# Task to carry out:
Your task is to extract every line from the material below exactly.

***

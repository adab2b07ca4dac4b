use crate::SerdeErr;

#[derive(Clone)]
pub struct BitReader<'b> {
    buffer: &'b [u8],
    scratch: u8,
    scratch_index: u8,
    buffer_index: usize,
    bits_read: u32,
}

impl<'b> BitReader<'b> {
    pub fn new(buffer: &'b [u8]) -> Self {
        Self {
            buffer,
            scratch: 0,
            scratch_index: 0,
            buffer_index: 0,
            bits_read: 0,
        }
    }

    pub fn read_bit(&mut self) -> Result<bool, SerdeErr> {
        if self.scratch_index == 0 {
            let Some(byte) = self.buffer.get(self.buffer_index) else {
                return Err(SerdeErr::UnexpectedEnd {
                    bits_read: self.bits_read,
                });
            };
            self.scratch = *byte;
            self.scratch_index = 8;
            self.buffer_index += 1;
        }

        let bit = self.scratch & 1 != 0;
        self.scratch >>= 1;
        self.scratch_index -= 1;
        self.bits_read += 1;

        Ok(bit)
    }

    pub fn read_byte(&mut self) -> Result<u8, SerdeErr> {
        let mut output = 0;
        for index in 0..8 {
            if self.read_bit()? {
                output |= 1 << index;
            }
        }
        Ok(output)
    }

    pub fn bits_read(&self) -> u32 {
        self.bits_read
    }

    /// Upper bound on bits left, counting trailing padding in the last byte
    pub fn bits_remaining(&self) -> u32 {
        let unread_bytes = self.buffer.len().saturating_sub(self.buffer_index);
        (unread_bytes as u32) * 8 + u32::from(self.scratch_index)
    }
}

***

# Solution:
repository adab2b07ca4dac4b
use crate::SerdeErr;

#[derive(Clone)]
pub struct BitReader<'b> {
    buffer: &'b [u8],
    scratch: u8,
    scratch_index: u8,
    buffer_index: usize,
    bits_read: u32,
}

impl<'b> BitReader<'b> {
    pub fn new(buffer: &'b [u8]) -> Self {
        Self {
            buffer,
            scratch: 0,
            scratch_index: 0,
            buffer_index: 0,
            bits_read: 0,
        }
    }

    pub fn read_bit(&mut self) -> Result<bool, SerdeErr> {
        if self.scratch_index == 0 {
            let Some(byte) = self.buffer.get(self.buffer_index) else {
                return Err(SerdeErr::UnexpectedEnd {
                    bits_read: self.bits_read,
                });
            };
            self.scratch = *byte;
            self.scratch_index = 8;
            self.buffer_index += 1;
        }

        let bit = self.scratch & 1 != 0;
        self.scratch >>= 1;
        self.scratch_index -= 1;
        self.bits_read += 1;

        Ok(bit)
    }

    pub fn read_byte(&mut self) -> Result<u8, SerdeErr> {
        let mut output = 0;
        for index in 0..8 {
            if self.read_bit()? {
                output |= 1 << index;
            }
        }
        Ok(output)
    }

    pub fn bits_read(&self) -> u32 {
        self.bits_read
    }

    /// Upper bound on bits left, counting trailing padding in the last byte
    pub fn bits_remaining(&self) -> u32 {
        let unread_bytes = self.buffer.len().saturating_sub(self.buffer_index);
        (unread_bytes as u32) * 8 + u32::from(self.scratch_index)
    }
}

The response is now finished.